● **Task details**
Please find every line in the records below that contains the word "true", and copy it.

*** Input for this task ***

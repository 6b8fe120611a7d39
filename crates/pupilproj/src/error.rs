//! Crate error type.
//!
//! Only batch-fatal conditions are errors. Per-frame fit relaxation is reported
//! through [`crate::InverseSolution::relaxed`] and missing data propagates as
//! NaN values.

use thiserror::Error;

/// Fatal errors surfaced by the projection, calibration and smoothing entry
/// points.
#[derive(Debug, Clone, PartialEq, Error)]
pub enum Error {
    /// Inconsistent or empty parameter bounds, invalid configuration values,
    /// or missing required observation fields.
    #[error("configuration error: {0}")]
    Configuration(String),
    /// Eye model geometry filters removed every candidate point.
    #[error("eye model inconsistency: {0}")]
    ModelInconsistency(String),
}

/// Result alias used throughout the crate.
pub type Result<T> = std::result::Result<T, Error>;

pub(crate) fn config_err(msg: impl Into<String>) -> Error {
    Error::Configuration(msg.into())
}
//! pupilproj: forward and inverse geometry of the pupil seen by an eye
//! camera.
//!
//! The crate models a circular pupil on a rotating eye, projects it through
//! an optional corneal refraction stage into a pinhole camera with radial
//! distortion, and fits the model back to observed pupil ellipses:
//!
//! 1. **Eye** – anatomical eye model derived from the eye radius, and the
//!    eye pose (azimuth, elevation, torsion, pupil radius).
//! 2. **Project** – pose → image-plane pupil ellipse (plus labeled point sets
//!    of the full model), optionally tracing rays through the cornea.
//! 3. **Inverse** – observed ellipse (or raw perimeter) → eye pose under a
//!    given scene, with shape and area matching constraints.
//! 4. **Calibrate** – observed ellipses across many frames → camera
//!    translation (and optionally eye radius).
//! 5. **Smooth** – empirical-Bayes temporal smoothing of the per-frame pupil
//!    radius followed by a pinned-radius refit.
//!
//! Only batch-fatal problems are errors ([`Error`]). A pose fit that cannot
//! meet the constraint tolerance is returned with
//! [`InverseSolution::relaxed`] set, and frames without data produce NaN
//! values.

mod calibrate;
mod conic;
mod error;
mod eye;
mod inverse;
mod observation;
mod optimize;
mod project;
mod scene;
mod smooth;

#[cfg(test)]
mod test_utils;

pub use calibrate::{
    calibrate, CalibrateConfig, CalibrationBounds, CalibrationResult, EllipseResidual,
    ObjectiveKind, CALIBRATION_PARAMETERS,
};
pub use conic::{
    conic_to_ellipse, ellipse_to_conic, fit_conic_algebraic, fit_ellipse_algebraic,
    fit_transparent, normalize_theta, rms_sampson_distance, ConicCoeffs, Ellipse,
    TransparentEllipse, MIN_CONIC_POINTS,
};
pub use error::{Error, Result};
pub use eye::{Ellipsoid, EyeAnatomy, EyeModel, EyePose, PoseBounds, Sphere};
pub use inverse::{
    ellipse_errors, estimate_poses, fit_perimeter, solve, InverseConfig, InverseSolution,
};
pub use observation::{Observation, ObservationSet, PoseEstimate};
pub use optimize::{
    minimize_bounded, pattern_search, LmConfig, LmOutcome, PatternSearchConfig,
    PatternSearchOutcome, PatternSearchStop, ResidualModel, ScalarObjective,
};
pub use project::{
    project, project_with_points, PointLabel, Projection, RayTraceTables,
    DEFAULT_PERIMETER_POINTS,
};
pub use scene::{
    eye_to_scene_world, scene_to_eye_world, CameraIntrinsics, RadialDistortion, SceneGeometry,
};
pub use smooth::{smooth, Gaussian, SmoothConfig, SmoothedFrame};
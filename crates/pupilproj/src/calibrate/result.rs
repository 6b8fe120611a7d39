use serde::{Deserialize, Serialize};

use crate::optimize::PatternSearchStop;
use crate::scene::SceneGeometry;

use super::config::CalibrationBounds;
use super::objective::EllipseResidual;

/// Result of scene calibration.
#[derive(Debug, Clone, PartialEq, Serialize, Deserialize)]
pub struct CalibrationResult {
    /// Calibrated scene.
    pub scene: SceneGeometry,
    /// Frame indices of the ellipses the objective was built from.
    pub selected_frames: Vec<usize>,
    /// Grid cell `(column, row)` each selected ellipse was drawn from.
    pub bins: Vec<(usize, usize)>,
    /// Objective weights of the selected ellipses (mean 1).
    pub weights: Vec<f64>,
    /// Per-ellipse errors under the calibrated scene.
    pub residuals: Vec<EllipseResidual>,
    /// Bounds the search ran within.
    pub bounds: CalibrationBounds,
    /// Objective value at the calibrated scene.
    pub objective: f64,
    /// Objective value at the initial scene.
    pub initial_objective: f64,
    /// Objective evaluations spent.
    pub evaluations: usize,
    pub stop: PatternSearchStop,
}

impl CalibrationResult {
    /// `[tx, ty, tz, eye_radius]` of the calibrated scene.
    pub fn parameters(&self) -> [f64; 4] {
        let t = self.scene.extrinsic_translation_vector;
        [t[0], t[1], t[2], self.scene.eye_radius]
    }

    /// Bounds for a second, finer search: each free parameter's range is
    /// scaled by `shrink` and re-centered on the calibrated value, staying
    /// inside the previous bounds. Fixed parameters stay fixed.
    pub fn refine_bounds(&self, shrink: f64) -> CalibrationBounds {
        let shrink = shrink.clamp(0.0, 1.0);
        let x = self.parameters();
        let mut lower = self.bounds.lower;
        let mut upper = self.bounds.upper;
        for i in 0..4 {
            if self.bounds.is_fixed(i) {
                continue;
            }
            let half = 0.5 * shrink * (self.bounds.upper[i] - self.bounds.lower[i]);
            lower[i] = (x[i] - half).max(self.bounds.lower[i]);
            upper[i] = (x[i] + half).min(self.bounds.upper[i]);
        }
        CalibrationBounds { lower, upper }
    }

    /// Selected ellipses whose pose fit exceeded the constraint tolerance.
    pub fn relaxed_count(&self) -> usize {
        self.residuals.iter().filter(|r| r.relaxed).count()
    }
}
//! Router assembly: HTTP endpoints, WebSocket upgrade, static files, CORS, and HTTP tracing.

use std::sync::Arc;

use axum::{
  routing::{get, post},
  Router,
};
use tower_http::{
  cors::{Any, CorsLayer},
  services::{ServeDir, ServeFile},
  trace::{DefaultMakeSpan, DefaultOnRequest, DefaultOnResponse, TraceLayer},
};
use tracing::Level;

use crate::state::AppState;

pub mod http;
pub mod ws;

/// Build the application router with:
/// - WebSocket at `/ws` (one session per connection, push-capable)
/// - REST-ish API under `/api/v1/...` (explicit sessionId, poll for timers)
/// - Static SPA from `./static` with index fallback
/// - CORS (allow any origin/method/headers) – adjust for production if needed
/// - HTTP trace layer (per-request spans w/ method, path, status, latency)
pub fn build_router(state: Arc<AppState>) -> Router {
  // Static files with SPA fallback
  let static_service = ServeDir::new("./static")
    .append_index_html_on_directories(true)
    .not_found_service(ServeFile::new("./static/index.html"));

  Router::new()
    // WebSocket
    .route("/ws", get(ws::ws_upgrade))
    // HTTP API
    .route("/api/v1/health", get(http::http_health))
    .route("/api/v1/session", post(http::http_create_session).get(http::http_get_session))
    .route("/api/v1/start", post(http::http_post_start))
    .route("/api/v1/answer", post(http::http_post_answer))
    .route("/api/v1/shape", post(http::http_post_shape))
    .route("/api/v1/multiplier", post(http::http_post_multiplier))
    .route("/api/v1/move", post(http::http_post_move))
    .route("/api/v1/movement", post(http::http_post_movement))
    .route("/api/v1/restart", post(http::http_post_restart))
    .route("/api/v1/reset", post(http::http_post_reset))
    // State + CORS + HTTP tracing
    .with_state(state)
    .layer(
      CorsLayer::new()
        .allow_origin(Any)
        .allow_methods(Any)
        .allow_headers(Any),
    )
    .layer(
      TraceLayer::new_for_http()
        .make_span_with(DefaultMakeSpan::new().level(Level::INFO))
        .on_request(DefaultOnRequest::new().level(Level::INFO))
        .on_response(DefaultOnResponse::new().level(Level::INFO)),
    )
    // Frontend fallback
    .fallback_service(static_service)
}
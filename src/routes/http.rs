//! HTTP endpoint handlers. These are thin wrappers that forward to core logic.
//! Each handler is instrumented; errors map to status codes via `TrainerError`.
//!
//! HTTP clients have no push channel, so scheduled auto-advances still run
//! server-side and the client observes them by polling `GET /api/v1/session`.

use std::sync::Arc;

use axum::{
  extract::{Query, State},
  http::StatusCode,
  response::{IntoResponse, Response},
  Json,
};
use tracing::{info, instrument};

use crate::logic::{self, TrainerError};
use crate::protocol::*;
use crate::state::AppState;

impl IntoResponse for TrainerError {
  fn into_response(self) -> Response {
    let status = match &self {
      TrainerError::UnknownSession(_) => StatusCode::NOT_FOUND,
      TrainerError::InvalidLevel(_) | TrainerError::InvalidNumericInput(_) => StatusCode::BAD_REQUEST,
      TrainerError::OutOfPhase => StatusCode::CONFLICT,
    };
    (status, Json(serde_json::json!({ "error": self.to_string() }))).into_response()
  }
}

#[instrument(level = "info")]
pub async fn http_health() -> impl IntoResponse {
  Json(HealthOut { ok: true })
}

#[instrument(level = "info", skip(state))]
pub async fn http_create_session(State(state): State<Arc<AppState>>) -> impl IntoResponse {
  let session_id = state.create_session().await;
  info!(target: "vertex_trainer", %session_id, "HTTP session created");
  Json(CreateSessionOut { session_id })
}

#[instrument(level = "info", skip(state), fields(%q.session_id))]
pub async fn http_get_session(
  State(state): State<Arc<AppState>>,
  Query(q): Query<SessionQuery>,
) -> Result<Json<SnapshotOut>, TrainerError> {
  Ok(Json(logic::get_snapshot(&state, &q.session_id).await?))
}

#[instrument(level = "info", skip(state, body), fields(%body.session_id, body.level))]
pub async fn http_post_start(
  State(state): State<Arc<AppState>>,
  Json(body): Json<StartIn>,
) -> Result<Json<ChallengeOut>, TrainerError> {
  let out = logic::do_start_challenge(&state, &body.session_id, body.level, None).await?;
  info!(target: "session", id = %body.session_id, level = body.level, "HTTP challenge started");
  Ok(Json(out))
}

#[instrument(level = "info", skip(state, body), fields(%body.session_id, blocks = body.blocks.len()))]
pub async fn http_post_answer(
  State(state): State<Arc<AppState>>,
  Json(body): Json<AnswerIn>,
) -> Result<Json<AnswerResultOut>, TrainerError> {
  let out = logic::do_submit_answer(&state, &body.session_id, body.blocks, None).await?;
  Ok(Json(out))
}

#[instrument(level = "info", skip(state, body), fields(%body.session_id, ?body.shape))]
pub async fn http_post_shape(
  State(state): State<Arc<AppState>>,
  Json(body): Json<ShapeIn>,
) -> Result<Json<ShapeResultOut>, TrainerError> {
  let out = logic::do_select_shape(&state, &body.session_id, body.shape, None).await?;
  Ok(Json(out))
}

#[instrument(level = "info", skip(state, body), fields(%body.session_id, %body.value))]
pub async fn http_post_multiplier(
  State(state): State<Arc<AppState>>,
  Json(body): Json<MultiplierIn>,
) -> Result<Json<MultiplierResultOut>, TrainerError> {
  let out = logic::do_submit_multiplier(&state, &body.session_id, &body.value, None).await?;
  Ok(Json(out))
}

#[instrument(level = "info", skip(state, body), fields(%body.session_id, ?body.direction, %body.amount))]
pub async fn http_post_move(
  State(state): State<Arc<AppState>>,
  Json(body): Json<MoveIn>,
) -> Result<Json<MoveAppliedOut>, TrainerError> {
  let out = logic::do_move(&state, &body.session_id, body.direction, &body.amount).await?;
  Ok(Json(out))
}

#[instrument(level = "info", skip(state, body), fields(%body.session_id))]
pub async fn http_post_movement(
  State(state): State<Arc<AppState>>,
  Json(body): Json<SessionRefIn>,
) -> Result<Json<MovementResultOut>, TrainerError> {
  let out = logic::do_submit_movement(&state, &body.session_id, None).await?;
  Ok(Json(out))
}

#[instrument(level = "info", skip(state, body), fields(%body.session_id))]
pub async fn http_post_restart(
  State(state): State<Arc<AppState>>,
  Json(body): Json<SessionRefIn>,
) -> Result<Json<SnapshotOut>, TrainerError> {
  Ok(Json(logic::do_restart_equation(&state, &body.session_id).await?))
}

#[instrument(level = "info", skip(state, body), fields(%body.session_id))]
pub async fn http_post_reset(
  State(state): State<Arc<AppState>>,
  Json(body): Json<SessionRefIn>,
) -> Result<Json<SnapshotOut>, TrainerError> {
  Ok(Json(logic::do_reset(&state, &body.session_id).await?))
}
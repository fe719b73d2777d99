//! Canonical vertex-form answer parsing.
//!
//! The learner composes an answer from symbolic blocks; the concatenated,
//! whitespace-free string is recognized against a fixed catalogue:
//!
//!   level 1:  (x<sign>P)²  [<sign>Q]
//!   level 2:  [-|N|-N] (x<sign>P)²  [<sign>Q]
//!
//! `P`/`Q` are positive decimals or `p/q` fractions; the optional leading
//! coefficient is an integer literal. Nothing outside the catalogue is
//! simplified or rescued: a bare `x²`, an expanded form, or trailing garbage
//! all come back as no match, which the session folds into the ordinary
//! wrong-answer flow.
//!
//! Implemented as a tokenizer plus recursive descent into a small AST, then
//! a `(a, h, k)` derivation: `(x+P)² → h = -P`, `(x-P)² → h = +P`, trailing
//! `±Q → k = ±Q`, absent → `k = 0`.

use crate::domain::{Level, VertexCandidate};

#[derive(Clone, Copy, Debug, PartialEq)]
enum Token {
  Plus,
  Minus,
  LParen,
  RParen,
  X,
  Squared,
  /// `integral` is true for plain digit runs; only those are allowed as a
  /// leading coefficient.
  Number { value: f64, integral: bool },
}

#[derive(Clone, Copy, Debug, PartialEq)]
enum Sign {
  Plus,
  Minus,
}

impl Sign {
  fn apply(self, v: f64) -> f64 {
    match self {
      Sign::Plus => v,
      Sign::Minus => -v,
    }
  }
}

/// Typed form of a recognized answer, before numeric derivation.
#[derive(Clone, Copy, Debug)]
struct VertexAst {
  leading: f64,
  inner_sign: Sign,
  p: f64,
  trailing: Option<(Sign, f64)>,
}

impl VertexAst {
  fn candidate(&self) -> VertexCandidate {
    let h = match self.inner_sign {
      Sign::Plus => -self.p,
      Sign::Minus => self.p,
    };
    let k = self.trailing.map(|(s, q)| s.apply(q)).unwrap_or(0.0);
    VertexCandidate { a: self.leading, h, k }
  }
}

/// Parse a normalized learner answer. `None` means "no template matched" —
/// an expected outcome for malformed or incomplete input, not an error.
pub fn parse(input: &str, level: Level) -> Option<VertexCandidate> {
  let tokens = lex(input)?;
  let mut cur = Cursor { tokens: &tokens, pos: 0 };

  let leading = match level {
    Level::One => 1.0,
    Level::Two => parse_leading(&mut cur)?,
  };

  cur.eat(&Token::LParen)?;
  cur.eat(&Token::X)?;
  let inner_sign = cur.sign()?;
  let p = cur.number()?;
  cur.eat(&Token::RParen)?;
  cur.eat(&Token::Squared)?;

  let trailing = if cur.at_end() {
    None
  } else {
    let sign = cur.sign()?;
    let q = cur.number()?;
    if !cur.at_end() {
      return None;
    }
    Some((sign, q))
  };

  let ast = VertexAst { leading, inner_sign, p, trailing };
  Some(ast.candidate())
}

/// Leading coefficient at level 2: absent → 1, `-` → -1, integer → value,
/// `-` integer → negated value. Fractional/decimal coefficients are not in
/// the catalogue.
fn parse_leading(cur: &mut Cursor) -> Option<f64> {
  match (cur.peek(), cur.peek_at(1)) {
    (Some(Token::Minus), Some(Token::Number { value, integral: true })) => {
      cur.pos += 2;
      Some(-value)
    }
    (Some(Token::Minus), Some(Token::LParen)) => {
      cur.pos += 1;
      Some(-1.0)
    }
    (Some(Token::Number { value, integral: true }), Some(Token::LParen)) => {
      cur.pos += 1;
      Some(value)
    }
    (Some(Token::LParen), _) => Some(1.0),
    _ => None,
  }
}

struct Cursor<'a> {
  tokens: &'a [Token],
  pos: usize,
}

impl Cursor<'_> {
  fn peek(&self) -> Option<Token> {
    self.tokens.get(self.pos).copied()
  }

  fn peek_at(&self, off: usize) -> Option<Token> {
    self.tokens.get(self.pos + off).copied()
  }

  fn at_end(&self) -> bool {
    self.pos >= self.tokens.len()
  }

  fn eat(&mut self, want: &Token) -> Option<()> {
    if self.peek()? == *want {
      self.pos += 1;
      Some(())
    } else {
      None
    }
  }

  fn sign(&mut self) -> Option<Sign> {
    let s = match self.peek()? {
      Token::Plus => Sign::Plus,
      Token::Minus => Sign::Minus,
      _ => return None,
    };
    self.pos += 1;
    Some(s)
  }

  fn number(&mut self) -> Option<f64> {
    match self.peek()? {
      Token::Number { value, .. } => {
        self.pos += 1;
        Some(value)
      }
      _ => None,
    }
  }
}

fn lex(input: &str) -> Option<Vec<Token>> {
  let chars: Vec<char> = input.chars().filter(|c| !c.is_whitespace()).collect();
  let mut tokens = Vec::new();
  let mut i = 0;
  while i < chars.len() {
    match chars[i] {
      '+' => {
        tokens.push(Token::Plus);
        i += 1;
      }
      '-' => {
        tokens.push(Token::Minus);
        i += 1;
      }
      '(' => {
        tokens.push(Token::LParen);
        i += 1;
      }
      ')' => {
        tokens.push(Token::RParen);
        i += 1;
      }
      'x' => {
        tokens.push(Token::X);
        i += 1;
      }
      '²' => {
        tokens.push(Token::Squared);
        i += 1;
      }
      c if c.is_ascii_digit() || c == '.' => {
        let (tok, next) = lex_number(&chars, i)?;
        tokens.push(tok);
        i = next;
      }
      _ => return None,
    }
  }
  Some(tokens)
}

/// A positive literal: digit run with optional decimal point, optionally
/// followed by `/` and another such run (evaluated in floating point).
fn lex_number(chars: &[char], start: usize) -> Option<(Token, usize)> {
  let mut i = start;
  let num = scan_decimal(chars, &mut i)?;
  if i < chars.len() && chars[i] == '/' {
    i += 1;
    let den = scan_decimal(chars, &mut i)?;
    Some((Token::Number { value: num / den, integral: false }, i))
  } else {
    let integral = chars[start..i].iter().all(|c| c.is_ascii_digit());
    Some((Token::Number { value: num, integral }, i))
  }
}

fn scan_decimal(chars: &[char], i: &mut usize) -> Option<f64> {
  let start = *i;
  while *i < chars.len() && (chars[*i].is_ascii_digit() || chars[*i] == '.') {
    *i += 1;
  }
  let s: String = chars[start..*i].iter().collect();
  s.parse::<f64>().ok()
}

/// Parse a standalone signed amount (decimal or `p/q` fraction), as entered
/// in the multiplier and move-amount fields. `None` for non-numeric input.
pub fn parse_amount(s: &str) -> Option<f64> {
  let s = s.trim();
  let (sign, rest) = match s.strip_prefix('-') {
    Some(rest) => (-1.0, rest),
    None => (1.0, s.strip_prefix('+').unwrap_or(s)),
  };
  if rest.is_empty() {
    return None;
  }
  let value = if let Some((num, den)) = rest.split_once('/') {
    num.trim().parse::<f64>().ok()? / den.trim().parse::<f64>().ok()?
  } else {
    rest.parse::<f64>().ok()?
  };
  if value.is_finite() {
    Some(sign * value)
  } else {
    None
  }
}

#[cfg(test)]
mod tests {
  use super::*;

  fn p1(s: &str) -> Option<VertexCandidate> {
    parse(s, Level::One)
  }

  fn p2(s: &str) -> Option<VertexCandidate> {
    parse(s, Level::Two)
  }

  #[test]
  fn level1_templates() {
    assert_eq!(p1("(x-2)²-5"), Some(VertexCandidate { a: 1.0, h: 2.0, k: -5.0 }));
    assert_eq!(p1("(x+3)²+4"), Some(VertexCandidate { a: 1.0, h: -3.0, k: 4.0 }));
    assert_eq!(p1("(x+5)²"), Some(VertexCandidate { a: 1.0, h: -5.0, k: 0.0 }));
    assert_eq!(p1("(x-1)²"), Some(VertexCandidate { a: 1.0, h: 1.0, k: 0.0 }));
  }

  #[test]
  fn fractions_and_decimals() {
    let c = p1("(x-2)²-21/4").expect("match");
    assert_eq!(c.k, -5.25);
    let c = p1("(x+1/2)²+0.75").expect("match");
    assert_eq!(c.h, -0.5);
    assert_eq!(c.k, 0.75);
  }

  #[test]
  fn level2_leading_coefficients() {
    assert_eq!(p2("2(x-1)²+3"), Some(VertexCandidate { a: 2.0, h: 1.0, k: 3.0 }));
    assert_eq!(p2("-2(x+1)²+5"), Some(VertexCandidate { a: -2.0, h: -1.0, k: 5.0 }));
    assert_eq!(p2("-(x-3)²-4"), Some(VertexCandidate { a: -1.0, h: 3.0, k: -4.0 }));
    assert_eq!(p2("(x+2)²-7"), Some(VertexCandidate { a: 1.0, h: -2.0, k: -7.0 }));
    assert_eq!(p2("5(x-3)²"), Some(VertexCandidate { a: 5.0, h: 3.0, k: 0.0 }));
  }

  #[test]
  fn level1_rejects_leading_coefficient() {
    assert_eq!(p1("2(x-1)²+3"), None);
    assert_eq!(p1("-(x-1)²"), None);
  }

  #[test]
  fn catalogue_is_closed() {
    // Bare squared form without a sign marker is not in the catalogue.
    assert_eq!(p1("x²"), None);
    assert_eq!(p1("(x)²"), None);
    // Expanded (non-canonical) input is never recognized.
    assert_eq!(p1("x²-4x-1"), None);
    // Structural junk
    assert_eq!(p1("(x-2)²-"), None);
    assert_eq!(p1("(x-2)-5"), None);
    assert_eq!(p1("(x-2)²-5+"), None);
    assert_eq!(p1("(x-2)²-5-1"), None);
    assert_eq!(p1(""), None);
    assert_eq!(p2("2.5(x-1)²"), None, "leading coefficient must be an integer literal");
    assert_eq!(p2("1/2(x-1)²"), None);
  }

  #[test]
  fn non_numeric_literal_is_no_match() {
    assert_eq!(p1("(x-a)²"), None);
    assert_eq!(p1("(x-1.2.3)²"), None);
  }

  #[test]
  fn amount_parsing() {
    assert_eq!(parse_amount("2"), Some(2.0));
    assert_eq!(parse_amount("-3/2"), Some(-1.5));
    assert_eq!(parse_amount(" 7/4 "), Some(1.75));
    assert_eq!(parse_amount("+0.5"), Some(0.5));
    assert_eq!(parse_amount("abc"), None);
    assert_eq!(parse_amount(""), None);
    assert_eq!(parse_amount("1/0"), None);
  }
}
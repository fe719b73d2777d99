//! Small utility helpers used across modules.

/// Very small and safe string templating.
/// Replaces occurrences of `{key}` in the template with provided values.
/// This is intentionally simple (no nested/conditional logic).
pub fn fill_template(tpl: &str, pairs: &[(&str, &str)]) -> String {
  let mut out = tpl.to_string();
  for (k, v) in pairs {
    let needle = format!("{{{}}}", k);
    out = out.replace(&needle, v);
  }
  out
}

/// Log-safe truncation for large strings.
/// Avoids spamming logs with huge request/response payloads.
#[allow(dead_code)]
pub fn trunc_for_log(s: &str, max: usize) -> String {
  if s.len() <= max { s.to_string() } else { format!("{}… ({} bytes total)", &s[..max], s.len()) }
}

#[cfg(test)]
mod tests {
  use super::*;

  #[test]
  fn template_fills_all_keys() {
    let out = fill_template("move {base} to {target}", &[("base", "$y = x^2$"), ("target", "$y = x^2 - 4$")]);
    assert_eq!(out, "move $y = x^2$ to $y = x^2 - 4$");
  }
}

*** End of Input for this task ***

● **Answer space**
    .append_index_html_on_directories(true)
  Json(HealthOut { ok: true })
  /// `integral` is true for plain digit runs; only those are allowed as a
    (Some(Token::Minus), Some(Token::Number { value, integral: true })) => {
    (Some(Token::Number { value, integral: true }), Some(Token::LParen)) => {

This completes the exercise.